> **Materials provided**

»»

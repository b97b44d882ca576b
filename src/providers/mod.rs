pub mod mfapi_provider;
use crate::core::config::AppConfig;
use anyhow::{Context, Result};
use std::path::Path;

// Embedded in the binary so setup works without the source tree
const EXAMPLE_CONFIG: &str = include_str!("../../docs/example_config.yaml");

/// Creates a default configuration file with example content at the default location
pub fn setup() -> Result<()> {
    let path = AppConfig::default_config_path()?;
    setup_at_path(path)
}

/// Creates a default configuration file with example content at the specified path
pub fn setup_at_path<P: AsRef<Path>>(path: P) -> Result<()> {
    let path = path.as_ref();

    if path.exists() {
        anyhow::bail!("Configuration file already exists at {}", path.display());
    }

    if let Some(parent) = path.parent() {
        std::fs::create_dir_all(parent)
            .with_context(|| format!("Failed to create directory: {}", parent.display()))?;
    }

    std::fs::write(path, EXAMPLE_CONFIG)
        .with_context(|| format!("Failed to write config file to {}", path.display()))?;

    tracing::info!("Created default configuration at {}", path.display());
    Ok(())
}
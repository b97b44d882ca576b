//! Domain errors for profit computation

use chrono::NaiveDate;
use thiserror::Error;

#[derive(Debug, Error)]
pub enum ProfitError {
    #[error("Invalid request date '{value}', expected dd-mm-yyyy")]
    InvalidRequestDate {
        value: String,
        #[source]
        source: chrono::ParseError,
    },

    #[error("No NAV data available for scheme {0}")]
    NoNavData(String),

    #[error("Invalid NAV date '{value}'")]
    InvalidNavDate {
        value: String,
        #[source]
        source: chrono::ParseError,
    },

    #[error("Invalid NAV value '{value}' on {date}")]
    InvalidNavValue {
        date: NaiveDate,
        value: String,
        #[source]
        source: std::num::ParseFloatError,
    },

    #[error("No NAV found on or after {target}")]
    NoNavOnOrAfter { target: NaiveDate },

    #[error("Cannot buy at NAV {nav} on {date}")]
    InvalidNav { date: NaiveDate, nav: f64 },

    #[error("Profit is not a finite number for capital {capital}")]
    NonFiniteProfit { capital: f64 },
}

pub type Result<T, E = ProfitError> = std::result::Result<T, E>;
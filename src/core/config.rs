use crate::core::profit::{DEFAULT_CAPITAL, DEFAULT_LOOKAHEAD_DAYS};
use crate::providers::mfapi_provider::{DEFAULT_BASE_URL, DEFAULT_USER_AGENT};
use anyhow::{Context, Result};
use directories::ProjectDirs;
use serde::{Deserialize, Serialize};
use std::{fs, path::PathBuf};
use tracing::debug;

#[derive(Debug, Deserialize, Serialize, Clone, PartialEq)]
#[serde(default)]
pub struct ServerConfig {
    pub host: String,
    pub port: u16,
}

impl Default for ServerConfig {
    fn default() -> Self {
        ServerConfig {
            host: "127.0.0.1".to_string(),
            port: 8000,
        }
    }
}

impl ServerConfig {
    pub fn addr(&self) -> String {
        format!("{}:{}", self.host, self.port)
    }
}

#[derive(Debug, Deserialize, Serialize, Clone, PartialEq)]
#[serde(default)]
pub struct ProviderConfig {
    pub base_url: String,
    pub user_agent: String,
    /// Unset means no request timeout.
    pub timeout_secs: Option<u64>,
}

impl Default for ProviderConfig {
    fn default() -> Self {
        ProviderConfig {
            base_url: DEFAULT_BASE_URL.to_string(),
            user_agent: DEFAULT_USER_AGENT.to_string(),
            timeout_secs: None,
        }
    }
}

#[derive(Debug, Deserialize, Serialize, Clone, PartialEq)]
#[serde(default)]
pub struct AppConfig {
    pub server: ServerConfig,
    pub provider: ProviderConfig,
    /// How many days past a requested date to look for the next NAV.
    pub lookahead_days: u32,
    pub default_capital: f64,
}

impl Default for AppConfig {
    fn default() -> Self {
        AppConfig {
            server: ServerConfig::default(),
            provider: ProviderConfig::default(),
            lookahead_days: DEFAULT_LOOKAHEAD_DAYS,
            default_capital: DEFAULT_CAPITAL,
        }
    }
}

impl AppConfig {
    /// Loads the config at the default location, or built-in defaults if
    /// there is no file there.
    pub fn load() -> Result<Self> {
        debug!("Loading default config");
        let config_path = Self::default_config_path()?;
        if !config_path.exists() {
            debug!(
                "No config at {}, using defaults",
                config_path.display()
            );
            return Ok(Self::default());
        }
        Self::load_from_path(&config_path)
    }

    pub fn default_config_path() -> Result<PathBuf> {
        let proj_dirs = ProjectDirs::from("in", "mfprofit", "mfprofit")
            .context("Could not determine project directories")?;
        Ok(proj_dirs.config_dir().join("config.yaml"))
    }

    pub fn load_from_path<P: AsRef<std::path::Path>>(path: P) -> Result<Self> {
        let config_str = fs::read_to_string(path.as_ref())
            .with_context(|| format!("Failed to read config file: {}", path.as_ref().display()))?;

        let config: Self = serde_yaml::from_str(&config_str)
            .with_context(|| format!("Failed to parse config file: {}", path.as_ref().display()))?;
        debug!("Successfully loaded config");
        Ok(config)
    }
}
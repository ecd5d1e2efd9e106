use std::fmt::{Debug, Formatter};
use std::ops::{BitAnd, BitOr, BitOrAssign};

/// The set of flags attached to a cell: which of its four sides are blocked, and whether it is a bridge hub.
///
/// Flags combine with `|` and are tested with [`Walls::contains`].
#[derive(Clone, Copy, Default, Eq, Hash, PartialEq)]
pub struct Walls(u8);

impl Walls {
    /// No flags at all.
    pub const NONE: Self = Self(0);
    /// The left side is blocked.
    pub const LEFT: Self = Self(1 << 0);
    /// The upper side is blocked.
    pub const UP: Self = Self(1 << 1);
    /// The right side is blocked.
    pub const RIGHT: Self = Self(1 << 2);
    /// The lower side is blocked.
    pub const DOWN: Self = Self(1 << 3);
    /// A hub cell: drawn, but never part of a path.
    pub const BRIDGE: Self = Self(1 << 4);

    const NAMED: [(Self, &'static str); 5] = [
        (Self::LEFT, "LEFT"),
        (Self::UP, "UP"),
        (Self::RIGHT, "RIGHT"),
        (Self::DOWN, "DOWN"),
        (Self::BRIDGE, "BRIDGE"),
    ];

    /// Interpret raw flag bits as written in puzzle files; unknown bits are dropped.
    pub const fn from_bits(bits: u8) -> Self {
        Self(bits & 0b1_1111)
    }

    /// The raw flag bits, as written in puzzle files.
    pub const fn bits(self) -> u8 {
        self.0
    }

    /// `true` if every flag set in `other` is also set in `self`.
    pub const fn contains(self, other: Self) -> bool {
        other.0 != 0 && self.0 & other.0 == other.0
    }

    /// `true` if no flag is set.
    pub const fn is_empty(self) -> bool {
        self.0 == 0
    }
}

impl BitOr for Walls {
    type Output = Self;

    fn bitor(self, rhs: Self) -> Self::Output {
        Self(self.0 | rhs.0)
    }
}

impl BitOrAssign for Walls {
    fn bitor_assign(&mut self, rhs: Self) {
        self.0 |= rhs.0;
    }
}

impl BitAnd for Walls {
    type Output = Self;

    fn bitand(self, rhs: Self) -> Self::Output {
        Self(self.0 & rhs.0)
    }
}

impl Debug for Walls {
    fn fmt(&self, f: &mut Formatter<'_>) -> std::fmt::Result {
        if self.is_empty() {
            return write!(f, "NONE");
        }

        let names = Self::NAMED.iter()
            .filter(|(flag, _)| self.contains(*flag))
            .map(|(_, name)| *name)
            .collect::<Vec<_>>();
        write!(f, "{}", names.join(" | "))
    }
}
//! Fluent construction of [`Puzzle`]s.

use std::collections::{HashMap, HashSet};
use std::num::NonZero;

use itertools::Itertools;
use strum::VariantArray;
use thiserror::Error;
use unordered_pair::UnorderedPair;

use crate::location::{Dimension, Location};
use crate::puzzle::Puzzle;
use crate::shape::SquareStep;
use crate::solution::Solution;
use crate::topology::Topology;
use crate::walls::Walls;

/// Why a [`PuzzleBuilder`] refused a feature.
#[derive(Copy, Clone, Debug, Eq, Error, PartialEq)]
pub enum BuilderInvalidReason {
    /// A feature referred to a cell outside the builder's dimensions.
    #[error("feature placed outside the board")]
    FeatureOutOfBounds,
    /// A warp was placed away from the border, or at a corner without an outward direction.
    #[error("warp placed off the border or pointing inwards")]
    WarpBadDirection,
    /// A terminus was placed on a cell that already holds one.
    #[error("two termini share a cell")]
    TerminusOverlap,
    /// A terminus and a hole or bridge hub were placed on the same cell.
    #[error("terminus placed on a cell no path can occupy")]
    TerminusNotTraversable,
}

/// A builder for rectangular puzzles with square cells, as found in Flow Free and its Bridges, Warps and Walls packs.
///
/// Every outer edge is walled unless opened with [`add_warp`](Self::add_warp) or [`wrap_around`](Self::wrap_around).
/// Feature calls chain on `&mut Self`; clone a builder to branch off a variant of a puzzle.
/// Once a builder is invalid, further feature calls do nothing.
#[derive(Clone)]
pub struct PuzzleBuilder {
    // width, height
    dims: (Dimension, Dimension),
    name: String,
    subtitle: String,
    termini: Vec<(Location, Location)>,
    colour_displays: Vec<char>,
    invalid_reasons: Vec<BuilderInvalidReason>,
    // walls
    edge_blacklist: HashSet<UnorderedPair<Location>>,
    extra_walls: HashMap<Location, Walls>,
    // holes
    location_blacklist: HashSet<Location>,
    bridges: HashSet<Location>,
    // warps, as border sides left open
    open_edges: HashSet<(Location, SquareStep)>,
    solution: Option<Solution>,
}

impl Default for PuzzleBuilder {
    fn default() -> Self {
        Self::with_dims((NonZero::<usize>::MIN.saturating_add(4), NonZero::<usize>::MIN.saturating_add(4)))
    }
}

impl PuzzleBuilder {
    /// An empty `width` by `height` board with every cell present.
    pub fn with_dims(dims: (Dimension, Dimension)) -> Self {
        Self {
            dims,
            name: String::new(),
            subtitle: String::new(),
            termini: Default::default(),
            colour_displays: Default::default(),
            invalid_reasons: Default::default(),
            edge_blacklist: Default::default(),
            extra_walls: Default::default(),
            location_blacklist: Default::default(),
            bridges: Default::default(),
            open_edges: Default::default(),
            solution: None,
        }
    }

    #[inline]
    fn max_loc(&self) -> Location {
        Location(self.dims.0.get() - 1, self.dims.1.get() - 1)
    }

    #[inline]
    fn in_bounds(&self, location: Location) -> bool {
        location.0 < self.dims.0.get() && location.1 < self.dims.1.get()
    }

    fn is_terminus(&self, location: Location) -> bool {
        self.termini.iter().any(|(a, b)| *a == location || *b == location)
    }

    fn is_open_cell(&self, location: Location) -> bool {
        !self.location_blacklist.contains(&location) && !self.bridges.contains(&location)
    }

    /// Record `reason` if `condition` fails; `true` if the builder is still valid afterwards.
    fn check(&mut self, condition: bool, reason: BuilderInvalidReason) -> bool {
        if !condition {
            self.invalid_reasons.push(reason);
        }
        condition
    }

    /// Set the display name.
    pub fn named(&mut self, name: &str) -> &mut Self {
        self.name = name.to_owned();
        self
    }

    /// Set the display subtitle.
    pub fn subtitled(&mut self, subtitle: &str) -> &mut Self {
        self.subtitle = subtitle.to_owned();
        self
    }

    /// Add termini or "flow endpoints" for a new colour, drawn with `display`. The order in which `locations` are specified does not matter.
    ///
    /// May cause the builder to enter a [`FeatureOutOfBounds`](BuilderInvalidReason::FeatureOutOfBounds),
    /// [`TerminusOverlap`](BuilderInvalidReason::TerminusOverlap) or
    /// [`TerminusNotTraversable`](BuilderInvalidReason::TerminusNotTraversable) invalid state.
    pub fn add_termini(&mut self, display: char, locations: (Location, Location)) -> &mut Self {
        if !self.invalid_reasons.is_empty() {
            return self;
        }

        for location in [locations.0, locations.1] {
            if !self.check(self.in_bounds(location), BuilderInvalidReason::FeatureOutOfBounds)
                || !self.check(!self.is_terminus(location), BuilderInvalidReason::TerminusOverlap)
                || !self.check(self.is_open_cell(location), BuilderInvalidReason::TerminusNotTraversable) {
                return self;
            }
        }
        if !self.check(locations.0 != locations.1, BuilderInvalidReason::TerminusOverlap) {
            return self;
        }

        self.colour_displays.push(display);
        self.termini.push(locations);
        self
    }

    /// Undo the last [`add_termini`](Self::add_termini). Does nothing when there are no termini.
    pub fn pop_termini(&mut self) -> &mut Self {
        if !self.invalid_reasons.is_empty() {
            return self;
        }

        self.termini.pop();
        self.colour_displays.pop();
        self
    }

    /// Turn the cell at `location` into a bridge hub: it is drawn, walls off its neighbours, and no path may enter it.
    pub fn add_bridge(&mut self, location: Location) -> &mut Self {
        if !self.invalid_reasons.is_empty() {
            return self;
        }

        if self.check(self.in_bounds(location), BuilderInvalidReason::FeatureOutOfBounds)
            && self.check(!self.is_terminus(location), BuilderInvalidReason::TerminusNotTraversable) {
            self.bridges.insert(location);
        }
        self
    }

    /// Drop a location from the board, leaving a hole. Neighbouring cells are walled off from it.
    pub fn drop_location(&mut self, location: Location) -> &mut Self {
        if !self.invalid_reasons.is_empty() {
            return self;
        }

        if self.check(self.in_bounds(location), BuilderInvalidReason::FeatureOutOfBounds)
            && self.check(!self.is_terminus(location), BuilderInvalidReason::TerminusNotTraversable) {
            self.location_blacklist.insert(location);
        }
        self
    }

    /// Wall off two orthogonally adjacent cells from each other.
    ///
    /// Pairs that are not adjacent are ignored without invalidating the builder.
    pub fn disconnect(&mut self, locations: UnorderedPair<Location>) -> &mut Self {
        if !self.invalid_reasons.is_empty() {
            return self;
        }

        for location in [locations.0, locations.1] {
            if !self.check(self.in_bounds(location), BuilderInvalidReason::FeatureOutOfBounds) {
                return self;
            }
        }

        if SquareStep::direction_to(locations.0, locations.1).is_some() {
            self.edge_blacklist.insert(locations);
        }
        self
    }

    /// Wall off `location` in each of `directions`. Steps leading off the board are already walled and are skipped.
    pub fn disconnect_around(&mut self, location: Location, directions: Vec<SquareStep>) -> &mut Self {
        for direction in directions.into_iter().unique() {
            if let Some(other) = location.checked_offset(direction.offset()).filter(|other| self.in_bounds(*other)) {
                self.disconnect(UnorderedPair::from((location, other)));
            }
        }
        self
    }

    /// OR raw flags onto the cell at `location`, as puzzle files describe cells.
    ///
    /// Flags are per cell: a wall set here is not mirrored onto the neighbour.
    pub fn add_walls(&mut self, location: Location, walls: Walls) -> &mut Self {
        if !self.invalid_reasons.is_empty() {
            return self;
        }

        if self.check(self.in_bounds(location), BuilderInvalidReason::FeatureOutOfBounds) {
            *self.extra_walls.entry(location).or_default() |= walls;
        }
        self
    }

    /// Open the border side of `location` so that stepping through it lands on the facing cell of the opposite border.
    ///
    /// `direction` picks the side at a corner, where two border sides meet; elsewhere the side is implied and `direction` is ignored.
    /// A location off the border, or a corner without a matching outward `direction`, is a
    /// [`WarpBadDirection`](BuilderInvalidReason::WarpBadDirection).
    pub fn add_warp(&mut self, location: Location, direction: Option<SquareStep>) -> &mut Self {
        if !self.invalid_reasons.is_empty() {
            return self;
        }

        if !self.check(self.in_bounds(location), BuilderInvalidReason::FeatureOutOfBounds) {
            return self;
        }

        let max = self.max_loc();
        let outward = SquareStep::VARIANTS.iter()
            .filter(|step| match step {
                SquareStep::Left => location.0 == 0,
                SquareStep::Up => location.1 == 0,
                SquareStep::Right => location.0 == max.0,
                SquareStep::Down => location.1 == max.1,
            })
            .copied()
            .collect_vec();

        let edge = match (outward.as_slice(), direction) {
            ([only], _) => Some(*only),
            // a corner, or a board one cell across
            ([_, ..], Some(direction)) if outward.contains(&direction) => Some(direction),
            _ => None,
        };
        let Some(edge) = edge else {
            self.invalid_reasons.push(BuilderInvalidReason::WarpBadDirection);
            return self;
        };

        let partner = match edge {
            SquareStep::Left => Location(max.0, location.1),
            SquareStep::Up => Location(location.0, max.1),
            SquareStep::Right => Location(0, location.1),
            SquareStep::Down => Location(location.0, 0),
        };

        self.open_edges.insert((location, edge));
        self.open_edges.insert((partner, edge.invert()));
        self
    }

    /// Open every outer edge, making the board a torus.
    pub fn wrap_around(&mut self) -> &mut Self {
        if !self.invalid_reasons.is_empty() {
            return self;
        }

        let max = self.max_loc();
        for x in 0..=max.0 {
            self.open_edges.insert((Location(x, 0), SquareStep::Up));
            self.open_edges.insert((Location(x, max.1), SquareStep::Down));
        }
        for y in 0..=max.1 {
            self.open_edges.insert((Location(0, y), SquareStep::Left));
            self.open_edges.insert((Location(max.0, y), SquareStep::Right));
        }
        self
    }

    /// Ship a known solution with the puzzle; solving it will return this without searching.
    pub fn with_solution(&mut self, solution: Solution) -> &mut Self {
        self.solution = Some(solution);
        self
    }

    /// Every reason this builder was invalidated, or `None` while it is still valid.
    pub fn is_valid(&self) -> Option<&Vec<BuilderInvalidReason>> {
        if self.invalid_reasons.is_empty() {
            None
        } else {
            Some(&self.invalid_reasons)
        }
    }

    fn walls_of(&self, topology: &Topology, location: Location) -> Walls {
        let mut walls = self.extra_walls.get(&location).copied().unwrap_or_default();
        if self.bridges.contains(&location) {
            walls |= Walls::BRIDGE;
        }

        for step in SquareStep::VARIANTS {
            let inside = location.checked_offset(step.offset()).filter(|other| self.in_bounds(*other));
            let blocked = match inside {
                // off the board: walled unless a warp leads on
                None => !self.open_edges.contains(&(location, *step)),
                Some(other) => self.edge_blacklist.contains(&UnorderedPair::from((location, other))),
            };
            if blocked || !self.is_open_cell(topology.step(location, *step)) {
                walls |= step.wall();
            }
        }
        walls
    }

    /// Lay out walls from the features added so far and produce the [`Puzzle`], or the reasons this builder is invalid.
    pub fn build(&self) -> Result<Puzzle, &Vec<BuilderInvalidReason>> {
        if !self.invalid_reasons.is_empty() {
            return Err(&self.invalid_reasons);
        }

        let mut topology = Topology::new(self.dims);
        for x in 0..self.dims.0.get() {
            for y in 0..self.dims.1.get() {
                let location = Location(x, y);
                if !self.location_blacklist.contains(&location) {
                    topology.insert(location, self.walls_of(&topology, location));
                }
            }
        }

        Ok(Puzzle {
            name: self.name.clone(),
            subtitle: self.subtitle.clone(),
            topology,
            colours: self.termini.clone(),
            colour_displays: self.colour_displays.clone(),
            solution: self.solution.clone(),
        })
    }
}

««

> **Exercise**
Begin at the line that has "let path = AppConfig::default_config_path()?;" in the entries above; stop after the line that has "to write config". Transcribe exactly those lines and no others.

> **Answer to this exercise**
    let path = AppConfig::default_config_path()?;
    setup_at_path(path)
}

/// Creates a default configuration file with example content at the specified path
pub fn setup_at_path<P: AsRef<Path>>(path: P) -> Result<()> {
    let path = path.as_ref();

    if path.exists() {
        anyhow::bail!("Configuration file already exists at {}", path.display());
    }

    if let Some(parent) = path.parent() {
        std::fs::create_dir_all(parent)
            .with_context(|| format!("Failed to create directory: {}", parent.display()))?;
    }

    std::fs::write(path, EXAMPLE_CONFIG)
        .with_context(|| format!("Failed to write config file to {}", path.display()))?;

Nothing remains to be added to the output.